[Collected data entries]
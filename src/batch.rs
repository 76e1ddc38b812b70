use crate::{
    compressor::Compressor,
    config::Config,
    engine::Engine,
    report::CompressionReport,
    util::same_file,
    validate::validate_input,
};
use anyhow::{Context, Result, bail};
use serde::Serialize;
use std::path::{Path, PathBuf};
use tracing::{info, warn};

#[derive(Debug, Clone)]
pub struct BatchOptions {
    pub input: PathBuf,
    /// `None` means compress in place through a temp file next to the input.
    pub output: Option<PathBuf>,
    pub preset: i64,
    pub grayscale: bool,
    pub backup: bool,
}

#[derive(Debug, Clone, Serialize)]
pub struct BatchOutcome {
    pub report: CompressionReport,
    pub final_path: PathBuf,
    pub backup_path: Option<PathBuf>,
    pub in_place: bool,
}

pub fn run_batch<E: Engine>(
    cfg: &Config,
    compressor: &Compressor<E>,
    opts: &BatchOptions,
) -> Result<BatchOutcome> {
    let Some(output) = opts.output.as_deref() else {
        return run_in_place(cfg, compressor, opts);
    };

    if opts.backup {
        warn!("--backup only applies when compressing in place; ignoring it");
    }
    let report = compressor
        .compress(&opts.input, output, opts.preset, opts.grayscale)
        .with_context(|| format!("compressing {}", opts.input.display()))?;

    Ok(BatchOutcome {
        final_path: output.to_path_buf(),
        report,
        backup_path: None,
        in_place: false,
    })
}

fn run_in_place<E: Engine>(
    cfg: &Config,
    compressor: &Compressor<E>,
    opts: &BatchOptions,
) -> Result<BatchOutcome> {
    validate_input(&opts.input)
        .with_context(|| format!("compressing {}", opts.input.display()))?;

    // Uniquely named; dropping it removes only this run's file.
    let temp = tempfile::Builder::new()
        .prefix(&cfg.output.temp_prefix)
        .suffix(".pdf")
        .tempfile_in(scratch_dir(&opts.input))
        .with_context(|| format!("creating scratch file next to {}", opts.input.display()))?
        .into_temp_path();

    let mut report = compressor
        .compress(&opts.input, &temp, opts.preset, opts.grayscale)
        .with_context(|| format!("compressing {}", opts.input.display()))?;

    let backup_path = if opts.backup {
        let backup = backup_path(&opts.input, &cfg.output.backup_suffix);
        if same_file(&opts.input, &backup) {
            bail!(
                "backup path {} is the input itself; set a non-empty output.backup_suffix",
                backup.display()
            );
        }
        std::fs::copy(&opts.input, &backup).with_context(|| {
            format!(
                "backing up {} to {}",
                opts.input.display(),
                backup.display()
            )
        })?;
        info!("backup written to {}", backup.display());
        Some(backup)
    } else {
        None
    };

    std::fs::copy(&temp, &opts.input).with_context(|| {
        format!(
            "replacing {} with {}",
            opts.input.display(),
            temp.display()
        )
    })?;
    let temp_display = temp.display().to_string();
    temp.close()
        .with_context(|| format!("removing scratch file {temp_display}"))?;

    report.output_path = opts.input.clone();
    Ok(BatchOutcome {
        report,
        final_path: opts.input.clone(),
        backup_path,
        in_place: true,
    })
}

/// `dir/name.pdf` -> `dir/name<suffix>.pdf`.
pub fn backup_path(input: &Path, suffix: &str) -> PathBuf {
    let stem = input
        .file_stem()
        .map(|s| s.to_string_lossy().into_owned())
        .unwrap_or_default();
    let name = match input.extension() {
        Some(ext) => format!("{stem}{suffix}.{}", ext.to_string_lossy()),
        None => format!("{stem}{suffix}"),
    };
    input.with_file_name(name)
}

/// Directory the scratch output is created in: the input's own.
pub fn scratch_dir(input: &Path) -> PathBuf {
    match input.parent() {
        Some(dir) if !dir.as_os_str().is_empty() => dir.to_path_buf(),
        _ => PathBuf::from("."),
    }
}

#[cfg(test)]
mod tests {
    use super::*;

    #[test]
    fn backup_keeps_extension_case() {
        assert_eq!(
            backup_path(Path::new("/tmp/report.PDF"), "_BACKUP"),
            PathBuf::from("/tmp/report_BACKUP.PDF")
        );
    }

    #[test]
    fn scratch_dir_is_the_input_dir() {
        assert_eq!(scratch_dir(Path::new("docs/a.pdf")), PathBuf::from("docs"));
        assert_eq!(scratch_dir(Path::new("a.pdf")), PathBuf::from("."));
    }
}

[The task] Search the records for the word "preset" and copy every line where it occurs.

[Reply to the exercise]
    pub preset: i64,
        .compress(&opts.input, output, opts.preset, opts.grayscale)
        .compress(&opts.input, &temp, opts.preset, opts.grayscale)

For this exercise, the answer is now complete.